No argumento, Paul King e Simon Farnaby continuam a demonstrar a sua habilidade para construir uma história assente na bondade humana e no triunfo do bem sobre o mal. Funciona como um daqueles abraços bem apertados do qual não nos queremos libertar. Para os fãs inveterados de Roald Dahl esta simplicidade poderá incomodar mas não há como negar o seu enorme coração e as bonitas lições ensinadas aos pequenos e aos graúdos. Os jogos de palavras, os trocadilhos e as aliterações são todas usadas como brincadeiras deliciosas dando um tom cómico constante e multiplicando as gargalhadas entre os espectadores.

No elenco absolutamente carregado de estrelas existem uns que brilham mais do que outros. Desde logo Olivia Colman, no papel da odiosa Mrs. Scrubbit, rouba cena atrás de cena; Tom Davis, como Bleacher, combina ameaça e um timing cómico perfeito e Matt Lucas, no papel de Prodnose, que mesmo com um espaço tão curto cria um gag recorrente com apenas uma palavra, durante todo o filme – hilariante. E, claro, não há como não falar de Hugh Grant como o Oompa Loompa de serviço. Como a sua importância foi tão destacada no marketing era esperada uma presença maior mas a verdade é que, no produto final, sabe a pouco. Visualmente, assim como na interpretação musical, vislumbrasse a clara inspiração na versão de 1971, dirigida por Mel Stuart, assim como a irresistibilidade, o carisma e as melhores piadas do argumento mas pedia-se algo mais afastado dessas referências e mais original na sua essência.

Na parte técnica há imensas coisas para nos maravilhar desde o colorido e imaginativo trabalho de design e uma direcção de arte com uma palete de cores impressionante com um destaque óbvio para os grandes momentos musicais e as coreografias de grupo. A música reveste-se de uma intimidade só possível por se rever e inspirar no musical criado a partir das palavras de Dahl com destaque para a constante presença do tema-chave “Pure Imagination”, originalmente cantado por Gene Wilder, mas com uma interpretação distinta de Chalamet.
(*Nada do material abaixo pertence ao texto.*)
//! CLI argument definitions.

use std::path::PathBuf;

use clap::{Args, Parser, Subcommand};

use shopfloor_core::BaseUrl;
use shopfloor_core::types::DEFAULT_BASE_URL;
use shopfloor_http::RefreshGuard;

use crate::commands::{directory, login, plans, product, qr, scan, step};

/// Shop-floor work tracking from the terminal.
#[derive(Parser, Debug)]
#[command(name = "shopfloor")]
#[command(author, version = env!("SHOPFLOOR_VERSION"), about, long_about = None)]
pub struct Cli {
    /// Increase verbosity (-v, -vv, -vvv)
    #[arg(short, long, action = clap::ArgAction::Count, global = true)]
    pub verbose: u8,

    /// Output logs as JSON
    #[arg(long, global = true)]
    pub json_logs: bool,

    #[command(flatten)]
    pub global: GlobalArgs,

    #[command(subcommand)]
    pub command: Commands,
}

/// Connection and storage settings shared by every command.
#[derive(Args, Debug, Clone)]
pub struct GlobalArgs {
    /// API root URL
    #[arg(long, env = "SHOPFLOOR_BASE_URL", default_value = DEFAULT_BASE_URL, global = true)]
    pub base_url: BaseUrl,

    /// Credential file (defaults to the platform data directory)
    #[arg(long, env = "SHOPFLOOR_STORE", global = true)]
    pub store: Option<PathBuf>,

    /// Per-request timeout in seconds
    #[arg(long, default_value_t = 30, global = true)]
    pub timeout_secs: u64,

    /// When to stop refreshing a rejected token: chain or header
    #[arg(long, default_value = "chain", global = true)]
    pub refresh_guard: RefreshGuard,
}

#[derive(Subcommand, Debug)]
pub enum Commands {
    /// Store credentials and obtain a session token
    Login(login::LoginArgs),

    /// Forget credentials, token and profile
    Logout,

    /// Show the registered user of this device
    Whoami,

    /// Handle a scanned product label or registration code
    Scan(scan::ScanArgs),

    /// Product operations
    Product(product::ProductCommand),

    /// Product step operations
    Step(step::StepCommand),

    /// List production processes
    Processes(directory::ListArgs),

    /// List employees
    Employees(directory::ListArgs),

    /// Day plan operations
    Plans(plans::PlansCommand),

    /// Print an employee's registration QR payload
    Qr(qr::QrArgs),
}
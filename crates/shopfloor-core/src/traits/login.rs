//! Login exchange trait.

use async_trait::async_trait;

use crate::credentials::Credentials;
use crate::token::SessionToken;
use crate::Result;

/// Exchanges stored credentials for a fresh session token.
///
/// One call is one network round trip: implementations never retry and
/// never persist the token themselves.
#[async_trait]
pub trait LoginExchange: Send + Sync + std::fmt::Debug {
    async fn exchange(&self, credentials: &Credentials) -> Result<SessionToken>;
}
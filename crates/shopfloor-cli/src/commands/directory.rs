//! Reference data listings.

use anyhow::Result;
use clap::Args;

use shopfloor_core::Repository;

use crate::context::AppContext;
use crate::output;

#[derive(Args, Debug)]
pub struct ListArgs {
    /// Print the raw JSON
    #[arg(long)]
    pub json: bool,
}

pub async fn processes(args: ListArgs, ctx: &AppContext) -> Result<()> {
    let processes = ctx.repository.processes().await?;
    if args.json {
        return output::json_pretty(&processes);
    }

    for process in &processes {
        println!("{:>4}  {}", process.id, process.name);
        for step in &process.steps {
            println!("        {}. {}", step.order, step.template.name);
        }
    }
    Ok(())
}

pub async fn employees(args: ListArgs, ctx: &AppContext) -> Result<()> {
    let employees = ctx.repository.employees().await?;
    if args.json {
        return output::json_pretty(&employees);
    }

    for employee in &employees {
        println!(
            "{:>4}  {:<30} {}",
            employee.id,
            employee.name,
            employee.role.as_deref().unwrap_or("")
        );
    }
    Ok(())
}
//! Authenticated request execution.

use tracing::{debug, instrument};

use shopfloor_core::Exchange;

use crate::auth::{AttemptChain, Authenticator, RefreshDecision};
use crate::client::HttpClient;
use crate::request::ApiRequest;

/// Sends requests with the cached token and recovers from one expired
/// token per logical request.
#[derive(Debug)]
pub struct AuthedTransport {
    http: HttpClient,
    auth: Authenticator,
}

impl AuthedTransport {
    pub fn new(http: HttpClient, auth: Authenticator) -> Self {
        Self { http, auth }
    }

    pub fn authenticator(&self) -> &Authenticator {
        &self.auth
    }

    /// Run one logical request.
    ///
    /// A 401 is answered with at most one login and one retry. When the
    /// guard refuses or the login fails, the 401 itself is returned so the
    /// caller classifies it like any other response.
    #[instrument(skip_all, fields(method = %request.method(), path = request.path()))]
    pub async fn execute(&self, request: &ApiRequest) -> Exchange {
        let mut chain = AttemptChain::start();
        let mut token = self.auth.current_token();

        loop {
            let response = self.http.send(request, token.as_ref()).await?;
            if !response.is_unauthorized() {
                return Ok(response);
            }

            if let RefreshDecision::GiveUp(reason) = self.auth.decide(chain, token.as_ref()) {
                debug!(?reason, chain = chain.len(), "Not retrying rejected request");
                return Ok(response);
            }

            match self.auth.refresh(token.as_ref()).await {
                Some(fresh) => {
                    debug!("Retrying with refreshed token");
                    token = Some(fresh);
                    chain = chain.next();
                }
                None => return Ok(response),
            }
        }
    }
}
//! Day plan subcommands.

use anyhow::{Context, Result};
use chrono::{Local, NaiveDate};
use clap::{Args, Subcommand};

use shopfloor_core::Repository;
use shopfloor_core::model::{DayPlanStepCreate, DayPlanStepUpdate};

use crate::context::AppContext;
use crate::output;

#[derive(Args, Debug)]
pub struct PlansCommand {
    #[command(subcommand)]
    pub command: PlansSubcommand,
}

#[derive(Subcommand, Debug)]
pub enum PlansSubcommand {
    /// List plans for a date (defaults to today)
    List {
        #[arg(long)]
        date: Option<NaiveDate>,
        /// Print the raw JSON
        #[arg(long)]
        json: bool,
    },

    /// Add a step to an employee's plan
    Add {
        #[arg(long)]
        date: NaiveDate,
        #[arg(long)]
        employee: i64,
        /// Step definition id
        #[arg(long)]
        step: i64,
        #[arg(long)]
        quantity: u32,
    },

    /// Change a planned step
    Update {
        plan_step_id: i64,
        #[arg(long)]
        date: NaiveDate,
        #[arg(long)]
        employee: i64,
        /// Step definition id
        #[arg(long)]
        step: i64,
        #[arg(long)]
        quantity: u32,
    },

    /// Remove a planned step
    Remove { plan_step_id: i64 },
}

pub async fn handle(cmd: PlansCommand, ctx: &AppContext) -> Result<()> {
    let repo = &ctx.repository;

    let plans = match cmd.command {
        PlansSubcommand::List { date, json } => {
            let date = date.unwrap_or_else(|| Local::now().date_naive());
            let plans = repo.day_plans(date).await?;
            if json {
                return output::json_pretty(&plans);
            }
            plans
        }
        PlansSubcommand::Add {
            date,
            employee,
            step,
            quantity,
        } => repo
            .add_plan_step(&DayPlanStepCreate {
                plan_date: date,
                employee_id: employee,
                step_id: step,
                planned_quantity: quantity,
            })
            .await
            .context("Failed to add plan step")?,
        PlansSubcommand::Update {
            plan_step_id,
            date,
            employee,
            step,
            quantity,
        } => repo
            .update_plan_step(&DayPlanStepUpdate {
                step_id: plan_step_id,
                plan_date: date,
                step_definition_id: step,
                employee_id: employee,
                planned_quantity: quantity,
            })
            .await
            .context("Failed to update plan step")?,
        PlansSubcommand::Remove { plan_step_id } => repo
            .remove_plan_step(plan_step_id)
            .await
            .context("Failed to remove plan step")?,
    };

    output::day_plans(&plans);
    Ok(())
}
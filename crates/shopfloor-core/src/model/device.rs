//! Device registration and employee QR payloads.

use serde::{Deserialize, Serialize};

/// Hardware description sent along with a registration.
#[derive(Debug, Clone, PartialEq, Eq, Default)]
pub struct DeviceInfo {
    pub model: String,
    pub manufacturer: String,
}

impl DeviceInfo {
    /// Describe the host this process runs on.
    pub fn host() -> Self {
        Self {
            model: std::env::consts::OS.to_string(),
            manufacturer: std::env::consts::ARCH.to_string(),
        }
    }
}

/// Request body for registering a device to a user.
#[derive(Clone, PartialEq, Eq, Serialize)]
pub struct DeviceRequest {
    pub device_id: String,
    pub model: String,
    pub manufacturer: String,
    pub token: String,
    pub password: String,
    pub user_id: i64,
}

impl std::fmt::Debug for DeviceRequest {
    fn fmt(&self, f: &mut std::fmt::Formatter<'_>) -> std::fmt::Result {
        f.debug_struct("DeviceRequest")
            .field("device_id", &self.device_id)
            .field("model", &self.model)
            .field("manufacturer", &self.manufacturer)
            .field("user_id", &self.user_id)
            .field("token", &"[REDACTED]")
            .field("password", &"[REDACTED]")
            .finish()
    }
}

/// Response from device registration.
#[derive(Debug, Clone, PartialEq, Eq, Deserialize)]
pub struct DeviceResponse {
    pub user_id: i64,
    pub device_id: String,
    #[serde(default)]
    pub model: String,
    #[serde(default)]
    pub manufacturer: String,
    pub user_email: String,
    #[serde(default)]
    pub user_name: String,
    #[serde(default)]
    pub user_role: String,
}

/// Server-issued content for an employee's registration QR code.
#[derive(Debug, Clone, PartialEq, Eq, Serialize, Deserialize)]
pub struct QrData {
    pub action: String,
    pub id: i64,
    pub token: String,
}

impl QrData {
    /// The exact text to encode into the QR image.
    pub fn to_qr_content(&self) -> String {
        serde_json::json!({
            "action": self.action,
            "id": self.id,
            "token": self.token,
        })
        .to_string()
    }
}

#[cfg(test)]
mod tests {
    use super::*;

    #[test]
    fn qr_content_round_trips_through_scan_format() {
        let qr = QrData {
            action: "register".to_string(),
            id: 12,
            token: "abc".to_string(),
        };
        let parsed: serde_json::Value = serde_json::from_str(&qr.to_qr_content()).unwrap();
        assert_eq!(parsed["action"], "register");
        assert_eq!(parsed["id"], 12);
    }

    #[test]
    fn device_request_debug_is_redacted() {
        let req = DeviceRequest {
            device_id: "d".into(),
            model: "m".into(),
            manufacturer: "x".into(),
            token: "tok-123".into(),
            password: "pw-456".into(),
            user_id: 1,
        };
        let debug = format!("{:?}", req);
        assert!(!debug.contains("tok-123"));
        assert!(!debug.contains("pw-456"));
    }
}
A direcção de fotografia de Chung-hoon Chung é notável com uma avalanche de ideias constantemente a desfilar no ecrã e posições de câmara inspiradas que nos permitem ver este mundo de perspectivas inesperadas. A edição fluí tão naturalmente que, por vezes, nem se nota o trabalho fenomenal de Mark Everson na criação de um sentimento de diversão pura.

Este Wonka consegue converter o mais cínico dos espectadores com a sua inabalável crença na bondade humana, presente no argumento e na sua habilidade de nos transportar para um mundo de pura imaginação ausente do cinema nos últimos tempos. Relembra-nos ainda de como a vida é mais doce, assim como o chocolate, quando a partilhamos com alguém fazendo deste filme o ideal para ver este Natal rodeado dos que nos são mais próximos.

Ps: Cuidado, no entanto, para não enjoar com a quantidade de doçura presente no ecrã.